▸ Stored data entries

• • • •

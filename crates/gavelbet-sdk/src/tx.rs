//! Transaction drafts and the finalized, signable byte forms.

pub mod wire;

use crate::contract::CompiledValidator;
use crate::error::{Error, Result};
use crate::hashing::{KeyHash, ScriptHash, TxId};
use crate::ledger::{OutputDatum, TxOutput, UnspentOutput};
use crate::plutus::PlutusData;

pub use wire::{Redeemer, RedeemerTag, Transaction, TxBody, VKeyWitness, WitnessSet};

/// A script-locked output being spent, with everything the witness set needs.
#[derive(Debug, Clone)]
pub struct ScriptInput {
    pub utxo: UnspentOutput,
    pub redeemer: PlutusData,
    pub script_hash: ScriptHash,
    pub script_bytes: Vec<u8>,
    /// Present when the output only carries a datum hash.
    pub witness_datum: Option<PlutusData>,
}

/// The action-specific part of a transaction, before wallet inputs, collateral,
/// fee and change are added by [`crate::assembly::finalize`].
#[derive(Debug, Clone, Default)]
pub struct TxDraft {
    script_inputs: Vec<ScriptInput>,
    outputs: Vec<TxOutput>,
    required_signers: Vec<KeyHash>,
    valid_from_slot: Option<u64>,
    valid_until_slot: Option<u64>,
}

impl TxDraft {
    pub fn new() -> Self {
        Self::default()
    }

    /// Spend `utxo` through `validator` with `redeemer`. `datum` is the state the
    /// output was located by; it is attached as a witness only when the output
    /// references its datum by hash.
    pub fn spend_script(
        &mut self,
        utxo: &UnspentOutput,
        validator: &CompiledValidator,
        redeemer: PlutusData,
        datum: &PlutusData,
    ) -> Result<&mut Self> {
        if &utxo.output.address != validator.address() {
            return Err(Error::NotFound(format!(
                "output {} is not locked by validator {}",
                utxo.out_ref,
                validator.hash()
            )));
        }
        let witness_datum = match &utxo.output.datum {
            OutputDatum::Inline(_) => None,
            OutputDatum::Hash(h) => {
                if datum.hash()? != *h {
                    return Err(Error::Encoding(format!(
                        "datum does not match hash {h} of output {}",
                        utxo.out_ref
                    )));
                }
                Some(datum.clone())
            }
            OutputDatum::None => {
                return Err(Error::Encoding(format!(
                    "script output {} carries no datum",
                    utxo.out_ref
                )));
            }
        };
        self.script_inputs.push(ScriptInput {
            utxo: utxo.clone(),
            redeemer,
            script_hash: validator.hash(),
            script_bytes: validator.script_bytes().to_vec(),
            witness_datum,
        });
        Ok(self)
    }

    pub fn pay_to(&mut self, output: TxOutput) -> &mut Self {
        self.outputs.push(output);
        self
    }

    pub fn require_signer(&mut self, key_hash: KeyHash) -> &mut Self {
        if !self.required_signers.contains(&key_hash) {
            self.required_signers.push(key_hash);
        }
        self
    }

    /// Lower validity bound (inclusive).
    pub fn valid_from_slot(&mut self, slot: u64) -> &mut Self {
        self.valid_from_slot = Some(slot);
        self
    }

    /// Upper validity bound (exclusive).
    pub fn valid_until_slot(&mut self, slot: u64) -> &mut Self {
        self.valid_until_slot = Some(slot);
        self
    }

    pub fn script_inputs(&self) -> &[ScriptInput] {
        &self.script_inputs
    }

    pub fn outputs(&self) -> &[TxOutput] {
        &self.outputs
    }

    pub fn required_signers(&self) -> &[KeyHash] {
        &self.required_signers
    }

    pub fn validity(&self) -> (Option<u64>, Option<u64>) {
        (self.valid_from_slot, self.valid_until_slot)
    }
}

/// Fee components of a finalized transaction.
#[derive(Debug, Clone, Copy, PartialEq, Eq, Default)]
pub struct FeeBreakdown {
    pub size_bytes: u64,
    pub size_fee: u64,
    pub execution_fee: u64,
    pub total: u64,
}

/// Balanced transaction without signatures. Immutable once built.
#[derive(Debug, Clone)]
pub struct UnsignedTransaction {
    bytes: Vec<u8>,
    tx_id: TxId,
    required_signers: Vec<KeyHash>,
    fee: FeeBreakdown,
}

impl UnsignedTransaction {
    pub(crate) fn new(
        bytes: Vec<u8>,
        tx_id: TxId,
        required_signers: Vec<KeyHash>,
        fee: FeeBreakdown,
    ) -> Self {
        Self {
            bytes,
            tx_id,
            required_signers,
            fee,
        }
    }

    pub fn bytes(&self) -> &[u8] {
        &self.bytes
    }

    pub fn tx_id(&self) -> TxId {
        self.tx_id
    }

    /// Every key that must witness: declared signers plus owners of wallet inputs.
    pub fn required_signers(&self) -> &[KeyHash] {
        &self.required_signers
    }

    pub fn fee(&self) -> FeeBreakdown {
        self.fee
    }

    pub fn to_hex(&self) -> String {
        hex::encode(&self.bytes)
    }
}

/// Transaction carrying a valid witness for every required signer. Only
/// [`crate::signing::collect_signatures`] produces one.
#[derive(Debug, Clone)]
pub struct SignedTransaction {
    bytes: Vec<u8>,
    tx_id: TxId,
}

impl SignedTransaction {
    pub(crate) fn new(bytes: Vec<u8>, tx_id: TxId) -> Self {
        Self { bytes, tx_id }
    }

    pub fn bytes(&self) -> &[u8] {
        &self.bytes
    }

    pub fn tx_id(&self) -> TxId {
        self.tx_id
    }

    pub fn to_hex(&self) -> String {
        hex::encode(&self.bytes)
    }
}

• • • •

Would you write out the full set of records above without alteration?

▸ Completed task
filename crates/gavelbet-sdk/src/tx.rs
//! Transaction drafts and the finalized, signable byte forms.

pub mod wire;

use crate::contract::CompiledValidator;
use crate::error::{Error, Result};
use crate::hashing::{KeyHash, ScriptHash, TxId};
use crate::ledger::{OutputDatum, TxOutput, UnspentOutput};
use crate::plutus::PlutusData;

pub use wire::{Redeemer, RedeemerTag, Transaction, TxBody, VKeyWitness, WitnessSet};

/// A script-locked output being spent, with everything the witness set needs.
#[derive(Debug, Clone)]
pub struct ScriptInput {
    pub utxo: UnspentOutput,
    pub redeemer: PlutusData,
    pub script_hash: ScriptHash,
    pub script_bytes: Vec<u8>,
    /// Present when the output only carries a datum hash.
    pub witness_datum: Option<PlutusData>,
}

/// The action-specific part of a transaction, before wallet inputs, collateral,
/// fee and change are added by [`crate::assembly::finalize`].
#[derive(Debug, Clone, Default)]
pub struct TxDraft {
    script_inputs: Vec<ScriptInput>,
    outputs: Vec<TxOutput>,
    required_signers: Vec<KeyHash>,
    valid_from_slot: Option<u64>,
    valid_until_slot: Option<u64>,
}

impl TxDraft {
    pub fn new() -> Self {
        Self::default()
    }

    /// Spend `utxo` through `validator` with `redeemer`. `datum` is the state the
    /// output was located by; it is attached as a witness only when the output
    /// references its datum by hash.
    pub fn spend_script(
        &mut self,
        utxo: &UnspentOutput,
        validator: &CompiledValidator,
        redeemer: PlutusData,
        datum: &PlutusData,
    ) -> Result<&mut Self> {
        if &utxo.output.address != validator.address() {
            return Err(Error::NotFound(format!(
                "output {} is not locked by validator {}",
                utxo.out_ref,
                validator.hash()
            )));
        }
        let witness_datum = match &utxo.output.datum {
            OutputDatum::Inline(_) => None,
            OutputDatum::Hash(h) => {
                if datum.hash()? != *h {
                    return Err(Error::Encoding(format!(
                        "datum does not match hash {h} of output {}",
                        utxo.out_ref
                    )));
                }
                Some(datum.clone())
            }
            OutputDatum::None => {
                return Err(Error::Encoding(format!(
                    "script output {} carries no datum",
                    utxo.out_ref
                )));
            }
        };
        self.script_inputs.push(ScriptInput {
            utxo: utxo.clone(),
            redeemer,
            script_hash: validator.hash(),
            script_bytes: validator.script_bytes().to_vec(),
            witness_datum,
        });
        Ok(self)
    }

    pub fn pay_to(&mut self, output: TxOutput) -> &mut Self {
        self.outputs.push(output);
        self
    }

    pub fn require_signer(&mut self, key_hash: KeyHash) -> &mut Self {
        if !self.required_signers.contains(&key_hash) {
            self.required_signers.push(key_hash);
        }
        self
    }

    /// Lower validity bound (inclusive).
    pub fn valid_from_slot(&mut self, slot: u64) -> &mut Self {
        self.valid_from_slot = Some(slot);
        self
    }

    /// Upper validity bound (exclusive).
    pub fn valid_until_slot(&mut self, slot: u64) -> &mut Self {
        self.valid_until_slot = Some(slot);
        self
    }

    pub fn script_inputs(&self) -> &[ScriptInput] {
        &self.script_inputs
    }

    pub fn outputs(&self) -> &[TxOutput] {
        &self.outputs
    }

    pub fn required_signers(&self) -> &[KeyHash] {
        &self.required_signers
    }

    pub fn validity(&self) -> (Option<u64>, Option<u64>) {
        (self.valid_from_slot, self.valid_until_slot)
    }
}

/// Fee components of a finalized transaction.
#[derive(Debug, Clone, Copy, PartialEq, Eq, Default)]
pub struct FeeBreakdown {
    pub size_bytes: u64,
    pub size_fee: u64,
    pub execution_fee: u64,
    pub total: u64,
}

/// Balanced transaction without signatures. Immutable once built.
#[derive(Debug, Clone)]
pub struct UnsignedTransaction {
    bytes: Vec<u8>,
    tx_id: TxId,
    required_signers: Vec<KeyHash>,
    fee: FeeBreakdown,
}

impl UnsignedTransaction {
    pub(crate) fn new(
        bytes: Vec<u8>,
        tx_id: TxId,
        required_signers: Vec<KeyHash>,
        fee: FeeBreakdown,
    ) -> Self {
        Self {
            bytes,
            tx_id,
            required_signers,
            fee,
        }
    }

    pub fn bytes(&self) -> &[u8] {
        &self.bytes
    }

    pub fn tx_id(&self) -> TxId {
        self.tx_id
    }

    /// Every key that must witness: declared signers plus owners of wallet inputs.
    pub fn required_signers(&self) -> &[KeyHash] {
        &self.required_signers
    }

    pub fn fee(&self) -> FeeBreakdown {
        self.fee
    }

    pub fn to_hex(&self) -> String {
        hex::encode(&self.bytes)
    }
}

/// Transaction carrying a valid witness for every required signer. Only
/// [`crate::signing::collect_signatures`] produces one.
#[derive(Debug, Clone)]
pub struct SignedTransaction {
    bytes: Vec<u8>,
    tx_id: TxId,
}

impl SignedTransaction {
    pub(crate) fn new(bytes: Vec<u8>, tx_id: TxId) -> Self {
        Self { bytes, tx_id }
    }

    pub fn bytes(&self) -> &[u8] {
        &self.bytes
    }

    pub fn tx_id(&self) -> TxId {
        self.tx_id
    }

    pub fn to_hex(&self) -> String {
        hex::encode(&self.bytes)
    }
}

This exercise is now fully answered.